Because I had a panic attack yesterday and I was quite annoyed that it should pop-up to disturb the regular course of my day when I am on medication. I have been for perhaps two weeks? Maybe we're getting to three? I will be seeing the psychiatrist again when I return from my trip. It will likely be a much needed visit. Although, I have considered, that after having 4 teeth pulled, being stuck in a small space with my mother for 4 days cannot possibly be as harrowing an experience. I LITERALLY just had teeth pulled!! Which is like the expression of extreme discomfort all things are compared to- so I have to be slightly more capable of handling the situation now. But- PANIC. Yes, it set in while I was watching It Follows, which is, as far as teen horror dramas go, not terrible? I haven't seen a lot of teen horror, so I don't know if I'm a good judge. I also can't take teenage lives seriously, which made me far less empathetic to the threat of them dying. I was as deadened to them as they would be to the world once they were sexed to death.
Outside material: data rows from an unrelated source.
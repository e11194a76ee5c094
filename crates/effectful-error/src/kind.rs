// Failure kinds
// Every infrastructure failure is reduced to one of these kinds before it leaves an interpreter

use std::fmt;

use serde::{Deserialize, Serialize};

/// Error code structure for categorizing failures
#[derive(Debug, Clone, Copy, PartialEq, Eq, Hash, Serialize, Deserialize)]
pub struct ErrorCode(pub u32);

impl fmt::Display for ErrorCode {
    fn fmt(&self, f: &mut fmt::Formatter<'_>) -> fmt::Result {
        write!(f, "{:04}", self.0)
    }
}

/// Failure codes
pub mod codes {
    use crate::ErrorCode;

    // Transport-level failures start with 1000
    pub const CONNECTION_REFUSED: ErrorCode = ErrorCode(1001);
    pub const CONNECTION_LOST: ErrorCode = ErrorCode(1002);
    pub const TIMEOUT: ErrorCode = ErrorCode(1003);
    pub const THROTTLED: ErrorCode = ErrorCode(1004);
    pub const UNAVAILABLE: ErrorCode = ErrorCode(1005);
    pub const MALFORMED_RESPONSE: ErrorCode = ErrorCode(1006);
    pub const PERMISSION_DENIED: ErrorCode = ErrorCode(1007);
    pub const INVALID_REQUEST: ErrorCode = ErrorCode(1008);
    pub const PAYLOAD_TOO_LARGE: ErrorCode = ErrorCode(1009);
    pub const UNSUPPORTED: ErrorCode = ErrorCode(1010);
    pub const UNEXPECTED_RESULT: ErrorCode = ErrorCode(1011);
    pub const INTERNAL: ErrorCode = ErrorCode(1012);
}

/// The class of an infrastructure failure
#[derive(Debug, Clone, Copy, PartialEq, Eq, Hash, PartialOrd, Ord, Serialize, Deserialize)]
#[serde(rename_all = "snake_case")]
pub enum ErrorKind {
    /// The collaborator refused the connection
    ConnectionRefused,
    /// An established connection dropped mid-operation
    ConnectionLost,
    /// The collaborator did not answer in time
    Timeout,
    /// The collaborator asked the caller to slow down
    Throttled,
    /// The collaborator is temporarily unable to serve requests
    Unavailable,
    /// The collaborator answered with something that could not be decoded
    MalformedResponse,
    /// The credentials in use do not allow the operation
    PermissionDenied,
    /// The request itself is invalid and will never succeed as sent
    InvalidRequest,
    /// The request payload exceeds the configured limit
    PayloadTooLarge,
    /// No interpreter is configured for the effect
    Unsupported,
    /// An interpreter answered with a result of the wrong shape
    UnexpectedResult,
    /// Any other failure inside the collaborator or interpreter
    Internal,
}

impl ErrorKind {
    /// All kinds, in code order
    pub const ALL: [ErrorKind; 12] = [
        ErrorKind::ConnectionRefused,
        ErrorKind::ConnectionLost,
        ErrorKind::Timeout,
        ErrorKind::Throttled,
        ErrorKind::Unavailable,
        ErrorKind::MalformedResponse,
        ErrorKind::PermissionDenied,
        ErrorKind::InvalidRequest,
        ErrorKind::PayloadTooLarge,
        ErrorKind::Unsupported,
        ErrorKind::UnexpectedResult,
        ErrorKind::Internal,
    ];

    /// Whether a failure of this kind may succeed when attempted again
    pub fn is_retryable_by_default(self) -> bool {
        matches!(
            self,
            ErrorKind::ConnectionRefused
                | ErrorKind::ConnectionLost
                | ErrorKind::Timeout
                | ErrorKind::Throttled
                | ErrorKind::Unavailable
        )
    }

    /// Stable numeric code for this kind
    pub fn code(self) -> ErrorCode {
        use codes::*;
        match self {
            ErrorKind::ConnectionRefused => CONNECTION_REFUSED,
            ErrorKind::ConnectionLost => CONNECTION_LOST,
            ErrorKind::Timeout => TIMEOUT,
            ErrorKind::Throttled => THROTTLED,
            ErrorKind::Unavailable => UNAVAILABLE,
            ErrorKind::MalformedResponse => MALFORMED_RESPONSE,
            ErrorKind::PermissionDenied => PERMISSION_DENIED,
            ErrorKind::InvalidRequest => INVALID_REQUEST,
            ErrorKind::PayloadTooLarge => PAYLOAD_TOO_LARGE,
            ErrorKind::Unsupported => UNSUPPORTED,
            ErrorKind::UnexpectedResult => UNEXPECTED_RESULT,
            ErrorKind::Internal => INTERNAL,
        }
    }

    /// Snake-case name, matching the serialized form
    pub fn as_str(self) -> &'static str {
        match self {
            ErrorKind::ConnectionRefused => "connection_refused",
            ErrorKind::ConnectionLost => "connection_lost",
            ErrorKind::Timeout => "timeout",
            ErrorKind::Throttled => "throttled",
            ErrorKind::Unavailable => "unavailable",
            ErrorKind::MalformedResponse => "malformed_response",
            ErrorKind::PermissionDenied => "permission_denied",
            ErrorKind::InvalidRequest => "invalid_request",
            ErrorKind::PayloadTooLarge => "payload_too_large",
            ErrorKind::Unsupported => "unsupported",
            ErrorKind::UnexpectedResult => "unexpected_result",
            ErrorKind::Internal => "internal",
        }
    }
}

impl fmt::Display for ErrorKind {
    fn fmt(&self, f: &mut fmt::Formatter<'_>) -> fmt::Result {
        f.write_str(self.as_str())
    }
}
So, relatively speaking, what I was doing at the time had no bearing on my emotional state- but I was pulling out hair for a considerable amount of time. Trying to find the one that would make my head feel normal and everything go away- and I considered whether that might be a compulsive thing? Probably not enough. I'm so close to so many more interesting problems than just "clinical depression" but still so far. I'm a little ADD, my psychiatrist says, but maybe the lack of focus is the depression, and anyway, we agreed I'm not bad enough to need medication for that. I might have mood swings, but if I'm not staying up for nights on end who cares if I have extended periods of erratic (and sometimes erotic [I'm so sorry, that was terrible and gross]) behavior? Even the anxiety isn't quite enough of anxiety to be treated on its own. All that stands out is the good-old stand by of depression. I guess I didn't tell her about the brain worms- but really, who would? I probably should. I probably should this next time. I don't want to keep having hair pulling episodes.
This also made me realize that I need far more physical affection than I am currently receiving. I feel wholly detached from human beings. I don't know how to be with them. I want to be embraced by them and I want to be able to physically feel that warmth of acceptance. I could probably get that from Myex, but that seems like a weird crutch...so I don't know.